The plaintiff argues that JPMorgan provided a payment and mobility channel that was critical to the execution of a fraud of this magnitude. In Ponzi-like schemes, it is claimed that a reliable money collection and payment mechanism is needed for the sustainability of the system and that this need is fully met with the bank’s accounts. According to the lawsuit, the volume and character of the transactions should have been notable within the scope of the bank’s own anti-money laundering measures, and a warning mechanism to this effect would have been expected to be put in place.

To be held liable in similar cases, financial institutions often have to have direct knowledge of the fraud or ignore clear warning signs. Courts generally adopt more stringent standards, and it is rare to hold banks accountable solely on the grounds of poor oversight. For this reason, it is stated that the case of whether JPMorgan was aware of the fraud will be one of the main topics of discussion.

Previous Practices of the Bank and Sectoral Trends

Allegations that large financial institutions provide the infrastructure for high-scale frauds based on cryptocurrencies have come to the fore before. Previous lawsuits based on similar theories have been filed against various banks, and courts have generally been cautious except in limited cases where direct knowledge has been identified. However, in some cases, institutions had to take responsibility when it was revealed from correspondence within the bank that compliance teams had identified risks but the necessary steps were not taken.
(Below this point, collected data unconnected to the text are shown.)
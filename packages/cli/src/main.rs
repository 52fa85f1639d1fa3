//! `catalog`: terminal front end for the data catalog.
//!
//! The session is kept in the platform data directory between invocations
//! (see [`store::FileStore`]). Commands that need a session print a hint to
//! run `catalog login` when there is none or it has expired.

mod cli;
mod render;

use std::path::PathBuf;
use std::process::ExitCode;

use anyhow::Context;
use clap::Parser;
use tracing_subscriber::EnvFilter;

use api::ApiClient;
use catalog::product_page::{self, NOT_FOUND};
use catalog::{
    AuthFlow, CatalogApi, CatalogController, MutationOutcome, ProductDetail, ProductPage,
    RecordingNavigator, Resource, Route, Tab,
};
use store::{CatalogConfig, FileStore, NewUser, ProductId, SessionProvider, SessionStore};

use crate::cli::{Cli, Command};

type Client = ApiClient<SessionStore<FileStore>>;

#[tokio::main(flavor = "current_thread")]
async fn main() -> ExitCode {
    dotenvy::dotenv().ok();
    let cli = Cli::parse();
    init_tracing(cli.log.as_deref());

    match run(cli).await {
        Ok(code) => code,
        Err(e) => {
            eprintln!("error: {e:#}");
            ExitCode::FAILURE
        }
    }
}

fn init_tracing(directive: Option<&str>) {
    let filter = directive
        .and_then(|d| EnvFilter::try_new(d).ok())
        .or_else(|| EnvFilter::try_from_default_env().ok())
        .unwrap_or_else(|| EnvFilter::new("warn"));
    tracing_subscriber::fmt()
        .with_env_filter(filter)
        .with_writer(std::io::stderr)
        .with_target(false)
        .init();
}

fn default_config_path() -> PathBuf {
    dirs::config_dir()
        .unwrap_or_else(|| PathBuf::from("."))
        .join("data-catalog")
        .join(CatalogConfig::filename())
}

fn load_config(cli: &Cli) -> anyhow::Result<CatalogConfig> {
    let path = cli.config.clone().unwrap_or_else(default_config_path);
    let config = CatalogConfig::load(&path)
        .with_context(|| format!("reading config {}", path.display()))?;
    Ok(match &cli.api_url {
        Some(url) => config.with_base_url(url.as_str()),
        None => config,
    })
}

async fn run(cli: Cli) -> anyhow::Result<ExitCode> {
    let config = load_config(&cli)?;
    let sessions = SessionStore::with_key(FileStore::in_data_dir(), config.session.key.clone());
    let client: Client = ApiClient::from_config(&config, sessions);
    tracing::debug!("Using catalog service at {}", client.base_url());

    let navigator = RecordingNavigator::new();
    let code = match cli.command {
        Command::Login { username, password } => {
            let flow = AuthFlow::new(&client, client.session(), &navigator);
            match flow.login(&username, &password).await {
                Ok(user) => {
                    println!("Signed in as {}", user.display_name());
                    ExitCode::SUCCESS
                }
                Err(e) => {
                    eprintln!("{e}");
                    ExitCode::FAILURE
                }
            }
        }
        Command::Register {
            username,
            password,
            email,
            full_name,
        } => {
            let flow = AuthFlow::new(&client, client.session(), &navigator);
            let new_user = NewUser {
                username,
                email,
                full_name,
                password,
            };
            match flow.register(&new_user).await {
                Ok(user) => {
                    println!("Registered and signed in as {}", user.display_name());
                    ExitCode::SUCCESS
                }
                Err(e) => {
                    eprintln!("{e}");
                    ExitCode::FAILURE
                }
            }
        }
        Command::Logout => {
            AuthFlow::new(&client, client.session(), &navigator).logout();
            if client.session().is_authenticated() {
                eprintln!("error: the stored session could not be removed");
                ExitCode::FAILURE
            } else {
                println!("Signed out");
                ExitCode::SUCCESS
            }
        }
        Command::Whoami => match client.current_user().await {
            Ok(user) => {
                match &user.email {
                    Some(email) => println!("{} <{}>", user.display_name(), email),
                    None => println!("{}", user.display_name()),
                }
                ExitCode::SUCCESS
            }
            Err(e) if e.requires_login() => login_hint(),
            Err(e) => return Err(e).context("fetching the current user"),
        },
        Command::Products {
            mine,
            search,
            category,
        } => {
            let controller = CatalogController::new(&client, client.session(), &navigator);
            controller.load().await;
            render::print_notifications(controller.take_notifications());
            if navigator.last() == Some(Route::Login) {
                return Ok(login_hint());
            }
            if mine {
                controller.set_tab(Tab::Mine);
            }
            controller.set_search(search.as_deref().unwrap_or_default());
            controller.set_category(category.as_deref());

            let products = controller.filtered();
            if products.is_empty() {
                println!("No products match.");
            }
            for product in &products {
                println!(
                    "{}",
                    render::product_row(product, controller.is_assigned(product.id))
                );
            }
            exit_for(&controller.phase())
        }
        Command::Categories => {
            let controller = CatalogController::new(&client, client.session(), &navigator);
            controller.load().await;
            render::print_notifications(controller.take_notifications());
            if navigator.last() == Some(Route::Login) {
                return Ok(login_hint());
            }
            for category in controller.categories() {
                println!("{category}");
            }
            exit_for(&controller.phase())
        }
        Command::Show { id } => {
            let Some(id) = product_page::parse_product_id(&id) else {
                eprintln!("{NOT_FOUND}");
                return Ok(ExitCode::FAILURE);
            };
            let controller = CatalogController::new(&client, client.session(), &navigator);
            let shown = show_product(&controller, &navigator, id).await;
            render::print_notifications(controller.take_notifications());
            match shown {
                Shown::Detail(detail) => {
                    print!("{}", render::detail(&detail, controller.is_assigned(id)));
                    ExitCode::SUCCESS
                }
                Shown::Failed(reason) => {
                    eprintln!("{reason}");
                    ExitCode::FAILURE
                }
                Shown::LoginRequired => login_hint(),
            }
        }
        Command::Open { id } => {
            match catalog::load_product_page(&client, client.session(), &navigator, &id).await {
                ProductPage::Loaded(product) => {
                    print!("{}", render::product_card(&product));
                    ExitCode::SUCCESS
                }
                ProductPage::NotFound => {
                    eprintln!("{NOT_FOUND}");
                    ExitCode::FAILURE
                }
                ProductPage::LoginRequired => login_hint(),
            }
        }
        Command::Assign { id } | Command::Unassign { id }
            if !client.session().is_authenticated() =>
        {
            tracing::debug!("mutation of {} without a session", id);
            login_hint()
        }
        Command::Assign { id } => {
            let controller = CatalogController::new(&client, client.session(), &navigator);
            let outcome = controller.assign(id).await;
            mutation_exit(outcome, controller.take_notifications(), &navigator)
        }
        Command::Unassign { id } => {
            let controller = CatalogController::new(&client, client.session(), &navigator);
            let outcome = controller.unassign(id).await;
            mutation_exit(outcome, controller.take_notifications(), &navigator)
        }
    };
    Ok(code)
}

enum Shown {
    Detail(ProductDetail),
    Failed(String),
    LoginRequired,
}

/// Load the catalog, then the product. A redirect from the load stops before the detail fetch.
async fn show_product<A, S>(
    controller: &CatalogController<A, S, &RecordingNavigator>,
    navigator: &RecordingNavigator,
    id: ProductId,
) -> Shown
where
    A: CatalogApi,
    S: SessionProvider,
{
    controller.load().await;
    if navigator.last() == Some(Route::Login) {
        return Shown::LoginRequired;
    }
    controller.view_product(id).await;
    if navigator.last() == Some(Route::Login) {
        return Shown::LoginRequired;
    }
    match controller.detail_state() {
        Resource::Ready(detail) => Shown::Detail(detail),
        Resource::Error(reason) => Shown::Failed(reason),
        Resource::Idle | Resource::Loading => Shown::Failed(NOT_FOUND.to_string()),
    }
}

fn login_hint() -> ExitCode {
    eprintln!("Not signed in. Run `catalog login` first.");
    ExitCode::FAILURE
}

fn exit_for(phase: &catalog::CatalogPhase) -> ExitCode {
    match phase {
        catalog::CatalogPhase::Failed(_) => ExitCode::FAILURE,
        _ => ExitCode::SUCCESS,
    }
}

fn mutation_exit(
    outcome: MutationOutcome,
    notifications: Vec<catalog::Notification>,
    navigator: &RecordingNavigator,
) -> ExitCode {
    render::print_notifications(notifications);
    if navigator.last() == Some(Route::Login) {
        return login_hint();
    }
    match outcome {
        MutationOutcome::Done => ExitCode::SUCCESS,
        MutationOutcome::Failed | MutationOutcome::Blocked => ExitCode::FAILURE,
    }
}

#[cfg(test)]
mod tests {
    use super::*;
    use api::{ApiError, ApiMessage, Product};
    use store::MemoryStore;

    /// Service that must not be reached.
    struct Offline;

    impl CatalogApi for Offline {
        async fn list_products(&self) -> Result<Vec<Product>, ApiError> {
            unreachable!("list_products called")
        }

        async fn my_products(&self) -> Result<Vec<Product>, ApiError> {
            unreachable!("my_products called")
        }

        async fn get_product(&self, _id: ProductId) -> Result<Product, ApiError> {
            unreachable!("get_product called")
        }

        async fn assign_product(&self, _id: ProductId) -> Result<ApiMessage, ApiError> {
            unreachable!("assign_product called")
        }

        async fn unassign_product(&self, _id: ProductId) -> Result<ApiMessage, ApiError> {
            unreachable!("unassign_product called")
        }
    }

    #[tokio::test]
    async fn test_show_without_session_stops_after_load() {
        let navigator = RecordingNavigator::new();
        let controller =
            CatalogController::new(Offline, SessionStore::new(MemoryStore::new()), &navigator);

        let shown = show_product(&controller, &navigator, ProductId(1)).await;
        assert!(matches!(shown, Shown::LoginRequired));
        assert_eq!(navigator.routes(), vec![Route::Login]);
        assert!(controller.take_notifications().is_empty());
        assert_eq!(controller.detail_state(), Resource::Idle);
    }
}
JPMorgan has previously been the subject of various scrutiny and criticism for its account oversight practices. The bank has stated in all its statements to date that it has fulfilled all its regulatory obligations, including money laundering controls. The amount of $328 million in question in the current case may necessitate a more comprehensive evaluation both during the legal process and during the examination of the institution’s internal records.

JPMorgan Chase stands out as one of the largest financial institutions in the field of global banking. In addition to individual and corporate banking, the institution also operates in areas such as asset management and investment banking.

So far, JPMorgan has not made a detailed public statement regarding the allegations in the case. It is said in legal circles that the bank’s first step may be to apply for the dismissal of the case. If this attempt fails, the court is expected to turn to records related to the bank’s compliance and relations with the relevant accounts.

For the victims, the aim of the lawsuit is to turn to an interlocutor with high financial power, rather than fraud organizers, who will not be able to reach their current assets. Thus, the search for a new legal path to recover some of the loss attracts attention.